As regular CFZ-watchers will know, for some time Corinna has been doing a column for Animals & Men and a regular segment on On The Track... particularly about out-of-place birds and rare vagrants. There seem to be more and more bird stories from all over the world hitting the news these days so, to make room for them all - and to give them all equal and worthy coverage - she has set up this new blog to cover all things feathery and Fortean.

Sunday, 7 April 2019

New cryptic bird species discovered


Date:  March 27, 2019
Source:  Louisiana State University
In the lush, lowland rainforests on the island of Borneo lives a rather common, drab brown bird called the Cream-vented Bulbul, or Pycnonotus simplex. This bird is found from southern Thailand to Sumatra, Java and Borneo. In most of its range, it has white eyes.

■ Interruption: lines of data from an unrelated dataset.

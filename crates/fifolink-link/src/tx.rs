use std::time::Duration;

use fifolink_frame::{Frame, FrameConfig, Overrun, OverrunPolicy, StreamBuffer};
use fifolink_transport::{ByteSource, Radio, RadioMode};
use tracing::{debug, trace, warn};

use crate::config::LinkConfig;
use crate::error::Result;
use crate::event::{EventLog, LinkEvent};
use crate::mode::ModeTracker;

#[derive(Debug)]
enum TxState {
    /// Nothing committed to the radio.
    Idle,
    /// Marker and payload are being written into the FIFO. Once the marker
    /// is out the frame can no longer be abandoned.
    Sending {
        frame: Frame,
        cursor: usize,
        padding: usize,
    },
    /// Every byte is in the FIFO; waiting for the radio to shift it out.
    /// The deadline runs from the first poll that finds the radio in Tx.
    Draining { since: Option<Duration> },
}

/// Transmit side: source bytes in, fixed-size frames into the radio FIFO.
///
/// A frame starts when a full payload is buffered, or when the flush
/// timeout has passed since the buffer last went from empty to non-empty;
/// in that case the frame is padded. Bytes left over after a frame is taken
/// keep that start time. While more full payloads are queued frames follow
/// each other without leaving Tx. Otherwise the radio returns to Idle once
/// it reports the last byte sent.
#[derive(Debug)]
pub struct TxFramer {
    frame: FrameConfig,
    buffer: StreamBuffer,
    flush_timeout: Duration,
    drain_timeout: Duration,
    fifo_burst: usize,
    state: TxState,
    filling_since: Option<Duration>,
    flush_requested: bool,
    scratch: Vec<u8>,
    next_seq: u64,
}

impl TxFramer {
    pub fn new(config: &LinkConfig) -> Self {
        Self {
            frame: config.frame_config(),
            buffer: StreamBuffer::new(config.buffer_capacity(), config.overrun_policy),
            flush_timeout: config.flush_timeout(),
            drain_timeout: config.tx_drain_timeout(),
            fifo_burst: config.fifo_burst,
            state: TxState::Idle,
            filling_since: None,
            flush_requested: false,
            scratch: Vec::new(),
            next_seq: 1,
        }
    }

    /// Move whatever the source has ready into the stream buffer.
    ///
    /// Under [`OverrunPolicy::Reject`] only as many bytes as fit are read; if
    /// the source still has more, the overrun is reported and the excess
    /// stays in the source. The other policies read everything available
    /// and report what they discarded.
    pub fn fill<S: ByteSource + ?Sized>(
        &mut self,
        source: &mut S,
        now: Duration,
    ) -> std::result::Result<usize, Overrun> {
        let offered = source.available();
        if offered == 0 {
            return Ok(0);
        }

        let to_read = match self.buffer.policy() {
            OverrunPolicy::Reject => offered.min(self.buffer.remaining()),
            OverrunPolicy::DropNewest | OverrunPolicy::DropOldest => offered,
        };

        self.scratch.clear();
        while self.scratch.len() < to_read {
            match source.try_read() {
                Some(byte) => self.scratch.push(byte),
                None => break,
            }
        }

        let was_empty = self.buffer.is_empty();
        let result = self.buffer.append(&self.scratch);
        if was_empty && !self.buffer.is_empty() {
            self.filling_since = Some(now);
        }

        let stored = match result {
            Ok(stored) => stored,
            Err(overrun) => return Err(overrun),
        };

        let refused = source.available();
        if self.buffer.policy() == OverrunPolicy::Reject && refused > 0 && self.buffer.is_full() {
            return Err(Overrun {
                policy: OverrunPolicy::Reject,
                accepted: stored,
                dropped: refused,
                capacity: self.buffer.capacity(),
            });
        }
        Ok(stored)
    }

    /// Advance the transmit state machine by one poll.
    pub fn step<R: Radio + ?Sized>(
        &mut self,
        radio: &mut R,
        modes: &mut ModeTracker,
        now: Duration,
        log: &mut EventLog,
    ) -> Result<()> {
        match self.state {
            TxState::Idle => {
                if modes.in_mode(RadioMode::Idle) && self.frame_due(now) {
                    self.start_frame()?;
                    // Preload while in standby, then key up.
                    self.pump(radio, modes, now, log)?;
                    modes.request(radio, RadioMode::Tx, now);
                }
            }
            TxState::Sending { .. } => {
                if modes.in_mode(RadioMode::Tx) {
                    self.pump(radio, modes, now, log)?;
                }
            }
            TxState::Draining { since } => {
                if !modes.in_mode(RadioMode::Tx) {
                    return Ok(());
                }
                let since = since.unwrap_or(now);
                self.state = TxState::Draining { since: Some(since) };

                if self.buffer.available() >= self.frame.frame_size {
                    // Queue the next frame behind the one still going out.
                    self.start_frame()?;
                    self.pump(radio, modes, now, log)?;
                } else if radio.packet_sent() {
                    trace!("radio drained");
                    modes.request(radio, RadioMode::Idle, now);
                    self.state = TxState::Idle;
                } else if now.saturating_sub(since) >= self.drain_timeout {
                    warn!(
                        timeout = ?self.drain_timeout,
                        "radio never reported packet sent, forcing idle"
                    );
                    log.record(LinkEvent::DrainTimeout);
                    modes.request(radio, RadioMode::Idle, now);
                    self.state = TxState::Idle;
                }
            }
        }
        Ok(())
    }

    /// Drop buffered bytes that have not been committed to a frame.
    ///
    /// A frame whose marker is already in the FIFO is not affected.
    pub fn discard_pending(&mut self) -> usize {
        let n = self.buffer.available();
        self.buffer.clear();
        self.filling_since = None;
        self.flush_requested = false;
        n
    }

    /// Send whatever is buffered without waiting for the flush timeout.
    ///
    /// Used once the source has ended. The request lapses when the buffer
    /// empties.
    pub fn request_flush(&mut self) {
        if !self.buffer.is_empty() {
            self.flush_requested = true;
        }
    }

    /// A frame is being written or drained.
    pub fn is_transmitting(&self) -> bool {
        !matches!(self.state, TxState::Idle)
    }

    /// Nothing buffered and nothing in flight.
    pub fn is_idle(&self) -> bool {
        !self.is_transmitting() && self.buffer.is_empty()
    }

    pub fn buffer(&self) -> &StreamBuffer {
        &self.buffer
    }

    fn frame_due(&self, now: Duration) -> bool {
        if self.buffer.available() >= self.frame.frame_size {
            return true;
        }
        if self.flush_requested && !self.buffer.is_empty() {
            return true;
        }
        match self.filling_since {
            Some(since) => {
                !self.buffer.is_empty() && now.saturating_sub(since) >= self.flush_timeout
            }
            None => false,
        }
    }

    fn start_frame(&mut self) -> Result<()> {
        let data = self.buffer.take(self.frame.frame_size);
        let short = self.frame.frame_size - data.len();
        let frame = Frame::padded(&self.frame, data)?;

        if self.buffer.is_empty() {
            self.filling_since = None;
            self.flush_requested = false;
        }

        debug!(seq = self.next_seq, padding = short, "frame started");
        self.state = TxState::Sending {
            frame,
            cursor: 0,
            padding: short,
        };
        Ok(())
    }

    /// Write as much of the current frame as the FIFO takes, chaining into
    /// the next frame when one is already queued and the radio is in Tx.
    fn pump<R: Radio + ?Sized>(
        &mut self,
        radio: &mut R,
        modes: &ModeTracker,
        now: Duration,
        log: &mut EventLog,
    ) -> Result<()> {
        let mut budget = self.fifo_burst;
        loop {
            let TxState::Sending {
                frame,
                cursor,
                padding,
            } = &mut self.state
            else {
                return Ok(());
            };

            while *cursor < frame.wire_size() && budget > 0 && !radio.fifo_full() {
                radio.transfer(frame.wire_byte(*cursor));
                *cursor += 1;
                budget -= 1;
            }
            if *cursor < frame.wire_size() {
                return Ok(());
            }

            let padding = *padding;
            self.finish_frame(padding, log);

            let keyed = modes.in_mode(RadioMode::Tx);
            if keyed && self.buffer.available() >= self.frame.frame_size {
                self.start_frame()?;
                continue;
            }
            self.state = TxState::Draining {
                since: keyed.then_some(now),
            };
            return Ok(());
        }
    }

    fn finish_frame(&mut self, padding: usize, log: &mut EventLog) {
        let seq = self.next_seq;
        self.next_seq += 1;
        debug!(seq, padding, "frame written to fifo");
        log.record(LinkEvent::FrameSent { seq, padding });
    }
}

On Borneo, however, most individuals have red eyes, although there are also a few with white eyes. For 100 years, naturalists have thought the eye-color difference on Borneo was a trivial matter of individual variation. Through persistent detective work and advances in genetic sequencing technology, Louisiana State University Museum of Natural Science researchers have discovered that the white-eyed individuals of Borneo in fact represent a completely new species. Their discovery of the Cream-eyed Bulbul, or Pycnonotus pseudosimplex, was published recently in the scientific journal, the Bulletin of the British Ornithologists' Club.
"One of the reasons we knew we had a new species as opposed to just a variant of another species was because the two populations -- the red-eyed and white-eyed populations -- actually occur together on Borneo. You can go to a site and see both of these birds. One of the theories of speciation is if two birds co-occur in the same area, and they are not interbreeding, then that's a definitive sign that they are different species," said Subir Shakya, lead author and LSU Department of Biological Sciences Ph.D. student.